I know it is a bit early, but I bet some of you are already wondering what to make for Easter.

Are you feeling a little provocative? A tad tongue-in-cheek?

Then this is what I recommend.

It was part of my Arkansas cooking extravaganza a few weeks ago and I thought it was high time to share.

Young rabbits are best fried, because they are so tender. The best way to check a rabbit’s age is to tear one of their ears lengthwise and if it tears easily, the animal is young. Also look for very white teeth.

Before cooking a rabbit or a squirrel, I also typically soak it in salt water for several hours, if not overnight. This helps extract impurities and retain its moisture during cooking.

Like most good things, it begins with a hot skillet.

The rabbit is soaked in a marinade made primarily of buttermilk.

Marinades have been used since Renaissance times, when their primary purpose was to reduce spoilage and impart flavor. The buttermilk serves two different functions—as a tenderizer and as a flavor enhancer. Once the meat is fully immersed, the acid breaks down the fibrous proteins and increases its ability to retain moisture. The addition of salt will allow it to retain moisture further.

Once your rabbit pieces have soaked for quite some time, remove them with tongs and let them drip over the bowl for a few seconds. Some of the herbs will remain on the rabbit. That is good, we want that.

The rabbit then goes into the hot oil. Not so hot that is smokes, but hot enough that it sizzles nicely as soon as it hits the pan. Any cooler and the meat will be a bit greasy when it’s done.

After about 10 minutes, the rabbit gets turned over, golden crusty top up, so the other side can cook.

When as crispy and golden as you please, transfer the meat to a wire rack or paper towel and give them a sprinkle of salt and pepper to help keep them crispy for the table.

And there you have it, crispy and golden and finger lickin’ luscious.

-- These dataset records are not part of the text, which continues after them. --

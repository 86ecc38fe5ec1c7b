//! SYNC extension implementation of [`DisplaySync`].

use std::fmt::Display;
use std::rc::Rc;

use x11rb::connection::{Connection, RequestConnection};
use x11rb::protocol::sync::{self, ChangeAlarmAux, ConnectionExt as _, CreateAlarmAux, Int64};
use x11rb::protocol::xproto::ConnectionExt as _;
use x11rb::protocol::Event;

use crate::core::errors::{CapabilityError, SyncError};
use crate::core::sync::backend::{
    AlarmId, AlarmNotify, DisplaySync, SyncExtensionInfo, XAlarm, XCounter, XFence,
};
use crate::core::x11::X11Connection;

/// SYNC 3.1 is the first version with fences.
const SYNC_MAJOR: u8 = 3;
const SYNC_MINOR: u8 = 1;

fn to_int64(value: i64) -> Int64 {
    Int64 {
        hi: (value >> 32) as i32,
        lo: value as u32,
    }
}

fn from_int64(value: Int64) -> i64 {
    ((value.hi as i64) << 32) | value.lo as i64
}

fn conn_err(e: impl Display) -> SyncError {
    SyncError::connection(e.to_string())
}

fn alarm_notify(event: &Event) -> Option<AlarmNotify> {
    match event {
        Event::SyncAlarmNotify(ev) => Some(AlarmNotify {
            alarm: AlarmId(ev.alarm),
            counter_value: from_int64(ev.counter_value),
        }),
        _ => None,
    }
}

/// Translate an X event into an alarm notification, if it is one.
pub fn as_alarm_notify(event: &Event) -> Option<AlarmNotify> {
    alarm_notify(event)
}

/// Fences, counters and alarms on a live X server.
pub struct X11DisplaySync {
    x: Rc<X11Connection>,
}

impl X11DisplaySync {
    pub fn new(x: Rc<X11Connection>) -> Self {
        Self { x }
    }

    fn generate_id(&self) -> Result<u32, SyncError> {
        self.x.conn().generate_id().map_err(conn_err)
    }

    fn log_destroy_error(kind: &str, xid: u32, e: impl Display) {
        tracing::warn!("Failed to destroy {} {:#x}: {}", kind, xid, e);
    }
}

impl DisplaySync for X11DisplaySync {
    fn query_capabilities(&mut self) -> Result<SyncExtensionInfo, CapabilityError> {
        let handshake = |e: &dyn Display| CapabilityError::HandshakeFailed {
            extension: "SYNC",
            message: e.to_string(),
        };

        let info = self
            .x
            .conn()
            .extension_information(sync::X11_EXTENSION_NAME)
            .map_err(|e| handshake(&e))?
            .ok_or(CapabilityError::MissingExtension("SYNC"))?;

        let version = self
            .x
            .conn()
            .sync_initialize(SYNC_MAJOR, SYNC_MINOR)
            .map_err(|e| handshake(&e))?
            .reply()
            .map_err(|e| handshake(&e))?;

        if (version.major_version, version.minor_version) < (SYNC_MAJOR, SYNC_MINOR) {
            return Err(CapabilityError::HandshakeFailed {
                extension: "SYNC",
                message: format!(
                    "server speaks {}.{}, fences need {}.{}",
                    version.major_version, version.minor_version, SYNC_MAJOR, SYNC_MINOR
                ),
            });
        }

        Ok(SyncExtensionInfo {
            major_version: version.major_version,
            minor_version: version.minor_version,
            first_event: info.first_event,
        })
    }

    fn create_fence(&mut self) -> Result<XFence, SyncError> {
        let xid = self.generate_id()?;
        self.x
            .conn()
            .sync_create_fence(self.x.root(), xid, false)
            .map_err(conn_err)?;
        Ok(XFence::from_raw(xid))
    }

    fn trigger_fence(&mut self, fence: &XFence) -> Result<(), SyncError> {
        self.x.conn().sync_trigger_fence(fence.raw()).map_err(conn_err)?;
        Ok(())
    }

    fn reset_fence(&mut self, fence: &XFence) -> Result<(), SyncError> {
        self.x.conn().sync_reset_fence(fence.raw()).map_err(conn_err)?;
        Ok(())
    }

    fn destroy_fence(&mut self, fence: XFence) {
        if let Err(e) = self.x.conn().sync_destroy_fence(fence.raw()) {
            Self::log_destroy_error("fence", fence.raw(), e);
        }
    }

    fn create_counter(&mut self, initial: i64) -> Result<XCounter, SyncError> {
        let xid = self.generate_id()?;
        self.x
            .conn()
            .sync_create_counter(xid, to_int64(initial))
            .map_err(conn_err)?;
        Ok(XCounter::from_raw(xid))
    }

    fn set_counter(&mut self, counter: &XCounter, value: i64) -> Result<(), SyncError> {
        self.x
            .conn()
            .sync_set_counter(counter.raw(), to_int64(value))
            .map_err(conn_err)?;
        Ok(())
    }

    fn destroy_counter(&mut self, counter: XCounter) {
        if let Err(e) = self.x.conn().sync_destroy_counter(counter.raw()) {
            Self::log_destroy_error("counter", counter.raw(), e);
        }
    }

    fn create_alarm(&mut self, counter: &XCounter, wait_value: i64) -> Result<XAlarm, SyncError> {
        let xid = self.generate_id()?;
        let aux = CreateAlarmAux::new()
            .counter(counter.raw())
            .value_type(sync::VALUETYPE::ABSOLUTE)
            .value(to_int64(wait_value))
            .test_type(sync::TESTTYPE::POSITIVE_COMPARISON)
            .delta(to_int64(0))
            .events(1u32);
        self.x.conn().sync_create_alarm(xid, &aux).map_err(conn_err)?;
        Ok(XAlarm::from_raw(xid))
    }

    fn change_alarm(&mut self, alarm: &XAlarm, wait_value: i64) -> Result<(), SyncError> {
        let aux = ChangeAlarmAux::new().value(to_int64(wait_value));
        self.x
            .conn()
            .sync_change_alarm(alarm.raw(), &aux)
            .map_err(conn_err)?;
        Ok(())
    }

    fn destroy_alarm(&mut self, alarm: XAlarm) {
        if let Err(e) = self.x.conn().sync_destroy_alarm(alarm.raw()) {
            Self::log_destroy_error("alarm", alarm.raw(), e);
        }
    }

    fn flush(&mut self) -> Result<(), SyncError> {
        self.x.conn().flush().map_err(conn_err)
    }

    fn round_trip(&mut self) -> Result<(), SyncError> {
        self.x
            .conn()
            .get_input_focus()
            .map_err(conn_err)?
            .reply()
            .map_err(conn_err)?;
        Ok(())
    }

    fn wait_for_alarm(&mut self, alarm: AlarmId) -> Result<AlarmNotify, SyncError> {
        let matches = |event: &Event| alarm_notify(event).is_some_and(|n| n.alarm == alarm);

        if let Some(event) = self.x.take_stashed(matches) {
            return alarm_notify(&event).ok_or_else(|| SyncError::connection("stash changed"));
        }

        self.flush()?;
        loop {
            let event = self.x.conn().wait_for_event().map_err(conn_err)?;
            if matches(&event) {
                return alarm_notify(&event).ok_or_else(|| SyncError::connection("not an alarm event"));
            }
            self.x.stash_event(event);
        }
    }
}

#[cfg(test)]
mod tests {
    use super::*;

    #[test]
    fn test_int64_conversion() {
        for value in [0i64, 1, -1, 42, i64::MAX, i64::MIN, 1 << 32, (1 << 32) + 7] {
            assert_eq!(from_int64(to_int64(value)), value);
        }
        assert_eq!(to_int64(1), Int64 { hi: 0, lo: 1 });
        assert_eq!(to_int64(-1), Int64 { hi: -1, lo: u32::MAX });
    }
}
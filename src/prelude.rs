//! Common imports and types used throughout the compositor.

pub use std::collections::HashMap;
pub use std::rc::Rc;

pub use crate::config::{CompositorConfig, SyncConfig};
pub use crate::core::session::{Redirector, SessionEvent};
pub use crate::core::sync::{DisplaySync, GpuSync};
pub use crate::util::geometry::Rect;

pub type Result<T> = std::result::Result<T, crate::core::errors::CoreError>;
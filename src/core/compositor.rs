//! Central compositor state machine.
//!
//! The `Compositor` struct ties the pieces of one session together:
//! - the window session (stacking, damage, unredirection)
//! - the frame pipeline and its fence ring
//! - the redirector that applies composite changes on the display
//!
//! Drivers feed it display events and call `pre_paint` / `post_paint`
//! around every frame they submit to the GPU.

use crate::config::CompositorConfig;
use crate::core::errors::Result;
use crate::core::pipeline::FramePipeline;
use crate::core::session::{CompositorSession, EventOutcome, Redirector, SessionEvent};
use crate::core::sync::{DisplaySync, GpuSync};
use crate::util::geometry::Rect;
use crate::util::logging::COMPOSITOR;

/// The main compositor object.
pub struct Compositor<D: DisplaySync, G: GpuSync, R: Redirector> {
    config: CompositorConfig,
    session: CompositorSession,
    pipeline: FramePipeline<D, G>,
    redirector: R,
}

impl<D: DisplaySync, G: GpuSync, R: Redirector> Compositor<D, G, R> {
    /// Create a compositor for a screen of the given size.
    pub fn new(config: CompositorConfig, display: D, gpu: G, redirector: R, screen: Rect) -> Self {
        let session = CompositorSession::new(
            screen,
            config.full_damage_threshold,
            config.unredirect_enabled,
        );
        let pipeline = FramePipeline::new(display, gpu, config.sync.clone());

        crate::wlog!(
            COMPOSITOR,
            "Compositor started on {}x{} screen, frame sync: {}",
            screen.width,
            screen.height,
            if pipeline.synchronization_available() { "fences" } else { "XSync" }
        );

        Self {
            config,
            session,
            pipeline,
            redirector,
        }
    }

    // =========================================================================
    // Accessors
    // =========================================================================

    pub fn config(&self) -> &CompositorConfig {
        &self.config
    }

    pub fn session(&self) -> &CompositorSession {
        &self.session
    }

    pub fn session_mut(&mut self) -> &mut CompositorSession {
        &mut self.session
    }

    pub fn pipeline(&self) -> &FramePipeline<D, G> {
        &self.pipeline
    }

    pub fn pipeline_mut(&mut self) -> &mut FramePipeline<D, G> {
        &mut self.pipeline
    }

    pub fn redirector(&self) -> &R {
        &self.redirector
    }

    pub fn redirector_mut(&mut self) -> &mut R {
        &mut self.redirector
    }

    // =========================================================================
    // Events
    // =========================================================================

    /// Route one display event. Alarm notifications go to the fence ring
    /// before anything else looks at them.
    pub fn process_event(&mut self, event: &SessionEvent) -> Result<EventOutcome> {
        if let SessionEvent::AlarmNotify(notify) = event {
            if !self.pipeline.handle_event(notify) {
                tracing::trace!("Ignoring alarm {:#x} not owned by the fence ring", notify.alarm.0);
            }
            return Ok(EventOutcome::Unchanged);
        }

        let outcome = self.session.process_event(event, &mut self.redirector)?;
        if outcome == EventOutcome::Damaged {
            self.pipeline.mark_surfaces_updated();
        }
        Ok(outcome)
    }

    // =========================================================================
    // Frame Hooks
    // =========================================================================

    /// Everything that must happen before this frame is submitted to the GPU.
    pub fn pre_paint(&mut self) -> Result<()> {
        if self.session.update_unredirect(&mut self.redirector)? {
            self.pipeline.mark_surfaces_updated();
        }
        self.session.pre_paint_windows(&mut self.redirector)?;
        self.pipeline.pre_paint()?;
        Ok(())
    }

    /// Everything that must happen after this frame was submitted.
    pub fn post_paint(&mut self) {
        self.pipeline.post_paint();
    }

    /// Prevent full-screen windows from bypassing compositing. Calls nest.
    pub fn disable_unredirect(&mut self) {
        self.session.disable_unredirect();
    }

    pub fn enable_unredirect(&mut self) {
        self.session.enable_unredirect();
    }
}
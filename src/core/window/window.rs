use crate::util::geometry::Rect;

/// Opacity value meaning "fully opaque".
pub const OPAQUE: u8 = 0xff;

/// `_NET_WM_BYPASS_COMPOSITOR` hint.
#[derive(Debug, Clone, Copy, PartialEq, Eq, Default)]
pub enum BypassHint {
    #[default]
    None,
    /// Client asks to be unredirected when full-screen
    Bypass,
    /// Client asks never to be unredirected
    NeverBypass,
}

impl BypassHint {
    pub fn from_property(value: u32) -> Self {
        match value {
            1 => Self::Bypass,
            2 => Self::NeverBypass,
            _ => Self::None,
        }
    }
}

/// Convert a `_NET_WM_WINDOW_OPACITY` cardinal to an 8-bit opacity.
pub fn opacity_from_property(value: u32) -> u8 {
    (value >> 24) as u8
}

/// A top-level X window as seen by the compositor.
#[derive(Debug, Clone)]
pub struct CompositedWindow {
    pub id: u32,
    /// Position and size including the border
    pub geometry: Rect,
    pub mapped: bool,
    pub override_redirect: bool,
    /// Visual has an alpha channel
    pub argb: bool,
    /// Client set `_NET_WM_OPAQUE_REGION`
    pub has_opaque_region: bool,
    /// Bounding shape is set
    pub shaped: bool,
    pub opacity: u8,
    pub bypass: BypassHint,
    /// Damage object watching this window
    pub damage: Option<u32>,
    /// Damage arrived since the last repaint
    pub needs_repair: bool,
    pub unredirected: bool,
    full_damage_frames: u32,
    does_full_damage: bool,
}

impl CompositedWindow {
    pub fn new(id: u32, geometry: Rect, override_redirect: bool, argb: bool) -> Self {
        Self {
            id,
            geometry,
            mapped: false,
            override_redirect,
            argb,
            has_opaque_region: false,
            shaped: false,
            opacity: OPAQUE,
            bypass: BypassHint::None,
            damage: None,
            needs_repair: false,
            unredirected: false,
            full_damage_frames: 0,
            does_full_damage: false,
        }
    }

    /// Whether the window's pixels fully hide what is below.
    pub fn is_opaque(&self) -> bool {
        !self.argb || self.has_opaque_region
    }

    /// Whether the window covers the whole screen.
    pub fn is_monitor_sized(&self, screen: &Rect) -> bool {
        self.geometry.contains_rect(screen)
    }

    /// Whether the client has been repainting its whole window every frame.
    pub fn does_full_damage(&self) -> bool {
        self.does_full_damage
    }

    pub fn full_damage_frames(&self) -> u32 {
        self.full_damage_frames
    }

    /// Account one damage event. `area` is relative to the window origin.
    ///
    /// Consecutive whole-window damage bumps the counter; anything smaller
    /// resets it. Once `threshold` is reached the window stays a full-damage
    /// client.
    pub fn record_damage(&mut self, area: &Rect, threshold: u32) {
        if self.does_full_damage {
            return;
        }

        let whole = Rect::new(0, 0, self.geometry.width, self.geometry.height);
        if area.contains_rect(&whole) {
            self.full_damage_frames += 1;
        } else {
            self.full_damage_frames = 0;
        }

        if self.full_damage_frames >= threshold {
            tracing::debug!("Window {:#x} repaints fully every frame", self.id);
            self.does_full_damage = true;
        }
    }

    /// Whether this window may bypass compositing when it is on top.
    pub fn should_unredirect(&self, screen: &Rect) -> bool {
        if self.opacity != OPAQUE || self.shaped || !self.is_monitor_sized(screen) {
            return false;
        }

        match self.bypass {
            BypassHint::Bypass => return true,
            BypassHint::NeverBypass => return false,
            BypassHint::None => {}
        }

        if !self.is_opaque() {
            return false;
        }

        self.override_redirect || self.does_full_damage
    }
}
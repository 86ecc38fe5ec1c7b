//! GL side of the fence ring: `GL_ARB_sync` + `GL_EXT_x11_sync_object`.
//!
//! The entry points are resolved once through the caller's
//! `get_proc_address` into an immutable table. All calls must happen on the
//! thread with the compositor's GL context current.

use std::ffi::{c_char, c_void, CStr};
use std::time::Duration;

use crate::core::errors::{CapabilityError, SyncError};
use crate::core::sync::backend::{GpuSync, WaitStatus, XFence};

pub type GLenum = u32;
pub type GLbitfield = u32;
pub type GLuint = u32;
pub type GLint = i32;
pub type GLintptr = isize;
pub type GLuint64 = u64;
pub type GLsync = *const c_void;

pub const GL_VERSION: GLenum = 0x1F02;
pub const GL_EXTENSIONS: GLenum = 0x1F03;
pub const GL_NUM_EXTENSIONS: GLenum = 0x821D;
pub const GL_SYNC_GPU_COMMANDS_COMPLETE: GLenum = 0x9117;
pub const GL_ALREADY_SIGNALED: GLenum = 0x911A;
pub const GL_TIMEOUT_EXPIRED: GLenum = 0x911B;
pub const GL_CONDITION_SATISFIED: GLenum = 0x911C;
pub const GL_WAIT_FAILED: GLenum = 0x911D;
pub const GL_SYNC_FLUSH_COMMANDS_BIT: GLbitfield = 0x0000_0001;
pub const GL_TIMEOUT_IGNORED: GLuint64 = u64::MAX;
pub const GL_SYNC_X11_FENCE_EXT: GLenum = 0x90E1;

type GetStringFn = unsafe extern "system" fn(GLenum) -> *const u8;
type GetIntegervFn = unsafe extern "system" fn(GLenum, *mut GLint);
type GetStringiFn = unsafe extern "system" fn(GLenum, GLuint) -> *const u8;
type DeleteSyncFn = unsafe extern "system" fn(GLsync);
type ClientWaitSyncFn = unsafe extern "system" fn(GLsync, GLbitfield, GLuint64) -> GLenum;
type WaitSyncFn = unsafe extern "system" fn(GLsync, GLbitfield, GLuint64);
type ImportSyncFn = unsafe extern "system" fn(GLenum, GLintptr, GLbitfield) -> GLsync;
type FenceSyncFn = unsafe extern "system" fn(GLenum, GLbitfield) -> GLsync;

/// An owned GL sync object.
#[derive(Debug)]
pub struct GlSync(GLsync);

/// Resolved GL sync entry points.
#[derive(Debug, Clone, Copy)]
pub struct GlSyncApi {
    get_string: GetStringFn,
    get_integerv: GetIntegervFn,
    get_stringi: GetStringiFn,
    delete_sync: DeleteSyncFn,
    client_wait_sync: ClientWaitSyncFn,
    wait_sync: WaitSyncFn,
    import_sync: ImportSyncFn,
    fence_sync: FenceSyncFn,
}

impl GlSyncApi {
    /// Resolve every entry point, failing on the first one that is missing.
    pub fn load<F>(mut get_proc_address: F) -> Result<Self, CapabilityError>
    where
        F: FnMut(&str) -> *const c_void,
    {
        macro_rules! resolve {
            ($name:literal, $ty:ty) => {{
                let ptr = get_proc_address($name);
                if ptr.is_null() {
                    return Err(CapabilityError::MissingSymbol($name));
                }
                // SAFETY: the loader returned the non-null address of the GL
                // entry point named $name, whose signature is $ty.
                unsafe { std::mem::transmute::<*const c_void, $ty>(ptr) }
            }};
        }

        let api = Self {
            get_string: resolve!("glGetString", GetStringFn),
            get_integerv: resolve!("glGetIntegerv", GetIntegervFn),
            get_stringi: resolve!("glGetStringi", GetStringiFn),
            delete_sync: resolve!("glDeleteSync", DeleteSyncFn),
            client_wait_sync: resolve!("glClientWaitSync", ClientWaitSyncFn),
            wait_sync: resolve!("glWaitSync", WaitSyncFn),
            import_sync: resolve!("glImportSyncEXT", ImportSyncFn),
            fence_sync: resolve!("glFenceSync", FenceSyncFn),
        };
        crate::wlog!(crate::util::logging::GL, "Resolved GL sync entry points");
        Ok(api)
    }

    fn string(&self, name: GLenum) -> Option<String> {
        // SAFETY: glGetString returns null or a static NUL-terminated string.
        let ptr = unsafe { (self.get_string)(name) };
        cstr_to_string(ptr)
    }

    /// Major version from the `GL_VERSION` string.
    fn major_version(&self) -> Option<u32> {
        let version = self.string(GL_VERSION)?;
        parse_major_version(&version)
    }
}

fn cstr_to_string(ptr: *const u8) -> Option<String> {
    if ptr.is_null() {
        return None;
    }
    // SAFETY: GL strings are NUL-terminated and live as long as the context.
    let s = unsafe { CStr::from_ptr(ptr as *const c_char) };
    Some(s.to_string_lossy().into_owned())
}

/// First integer in a `GL_VERSION` string ("4.6 (Core Profile) Mesa",
/// "OpenGL ES 3.2 ...").
fn parse_major_version(version: &str) -> Option<u32> {
    let start = version.find(|c: char| c.is_ascii_digit())?;
    let digits: String = version[start..]
        .chars()
        .take_while(|c| c.is_ascii_digit())
        .collect();
    digits.parse().ok()
}

fn map_wait_status(status: GLenum) -> WaitStatus {
    match status {
        GL_ALREADY_SIGNALED => WaitStatus::AlreadySignaled,
        GL_CONDITION_SATISFIED => WaitStatus::ConditionSatisfied,
        GL_TIMEOUT_EXPIRED => WaitStatus::TimeoutExpired,
        GL_WAIT_FAILED => WaitStatus::WaitFailed,
        other => {
            tracing::warn!("glClientWaitSync returned unexpected status {:#x}", other);
            WaitStatus::WaitFailed
        }
    }
}

impl GpuSync for GlSyncApi {
    type Sync = GlSync;

    fn extensions(&self) -> Result<Vec<String>, CapabilityError> {
        let major = self.major_version().ok_or_else(|| {
            CapabilityError::NoExtensionList("GL_VERSION unavailable (no current context?)".into())
        })?;

        if major >= 3 {
            let mut count: GLint = 0;
            // SAFETY: GL_NUM_EXTENSIONS writes a single GLint.
            unsafe { (self.get_integerv)(GL_NUM_EXTENSIONS, &mut count) };
            let mut extensions = Vec::with_capacity(count.max(0) as usize);
            for i in 0..count.max(0) as GLuint {
                // SAFETY: i is below GL_NUM_EXTENSIONS.
                let ptr = unsafe { (self.get_stringi)(GL_EXTENSIONS, i) };
                if let Some(ext) = cstr_to_string(ptr) {
                    extensions.push(ext);
                }
            }
            Ok(extensions)
        } else {
            let all = self
                .string(GL_EXTENSIONS)
                .ok_or_else(|| CapabilityError::NoExtensionList("GL_EXTENSIONS is null".into()))?;
            Ok(all.split_whitespace().map(str::to_owned).collect())
        }
    }

    fn import_fence(&mut self, fence: &XFence) -> Result<GlSync, SyncError> {
        // SAFETY: the fence XID was created on the server before this call
        // and a round trip has completed.
        let sync = unsafe { (self.import_sync)(GL_SYNC_X11_FENCE_EXT, fence.raw() as GLintptr, 0) };
        if sync.is_null() {
            return Err(SyncError::gpu(format!("glImportSyncEXT failed for fence {:#x}", fence.raw())));
        }
        Ok(GlSync(sync))
    }

    fn wait_sync(&mut self, sync: &GlSync) {
        // SAFETY: sync is a live sync object owned by the caller.
        unsafe { (self.wait_sync)(sync.0, 0, GL_TIMEOUT_IGNORED) };
    }

    fn fence_sync(&mut self) -> Result<GlSync, SyncError> {
        // SAFETY: plain GL call with valid enum arguments.
        let sync = unsafe { (self.fence_sync)(GL_SYNC_GPU_COMMANDS_COMPLETE, 0) };
        if sync.is_null() {
            return Err(SyncError::gpu("glFenceSync returned no sync object"));
        }
        Ok(GlSync(sync))
    }

    fn client_wait_sync(&mut self, sync: &GlSync, timeout: Duration) -> WaitStatus {
        let timeout_ns = u64::try_from(timeout.as_nanos()).unwrap_or(u64::MAX - 1);
        // SAFETY: sync is a live sync object owned by the caller.
        let status = unsafe { (self.client_wait_sync)(sync.0, GL_SYNC_FLUSH_COMMANDS_BIT, timeout_ns) };
        map_wait_status(status)
    }

    fn delete_sync(&mut self, sync: GlSync) {
        // SAFETY: ownership of the sync object ends here.
        unsafe { (self.delete_sync)(sync.0) };
    }
}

Here are some other great recipes ideas for Easter from across the web:

Peppergrass Sorrel Pesto from Canelle et Vanille

Braised Fennel from Gluten Free Girl

Grilled Red Snapper with Roasted Mixed Peppers and Asparagus from Tartelette

Potato Rosemary Rolls from Two Peas and their Pod

Meyer Lemon Clouds from Steamy Kitchen

Mixed Berry Crostada from EatBoutique

An Easter Menu I conjured up from Foodily.com

“Buttermilk Fried Rabbit”

Also try: squirrel, dove, turkey, upland game birds, or any other young game meat
Prep Time12 hrs
Cook Time25 mins
Total Time12 hrs 25 mins
Servings: 4 servings


  • 1 young cottontail rabbit cut into serving pieces
  • 2 cups buttermilk
  • 1 medium onion sliced
  • 3 garlic cloves diced
  • 1 teaspoon oregano
  • 1 teaspoon thyme
  • 1 teaspoon tarragon or a teaspoon each of your 3 favorite dried herbs
  • 1 teaspoon smoked paprika
  • 1 teaspoon cayenne pepper
  • 2 cups flour
  • 1 teaspoon garlic powder
  • 1 teaspoon onion powder
  • 2 teaspoons cayenne pepper
  • Salt and pepper
  • 2-3 cups grape seed or vegetable oil


  • Soak the rabbit overnight in the buttermilk with the onions, garlic, herbs, paprika, and cayenne pepper.
  • Drain in a colander, leaving some herbs on the meat. In a large re-sealable plastic bag, or in a large bowl, mix the flour with the garlic and onion powder and cayenne, as well as a dash of salt and pepper. Meanwhile, heat the oil in a large, heavy-bottomed skillet on medium high heat until a pinch of flour starts to sizzle when dropped in the hot oil (the oil should not be smoking).
  • Place the rabbit pieces in the bag with flour and shake until thoroughly coated. Do this in small batches; the rabbit pieces should not be crowded in the pan.
  • Add the rabbit to the skillet and fry on one side for about 10 minutes, until golden brown, then turn over and fry for another 10 minutes, again until golden brown. Be careful to keep the oil hot enough to fry the rabbit, but not so hot that it burns.
  • Remove the rabbit from the skillet and place on a wire rack over paper towel. Season immediately with salt and pepper, to help preserve the crispiness. The rabbit is best served immediately or cold.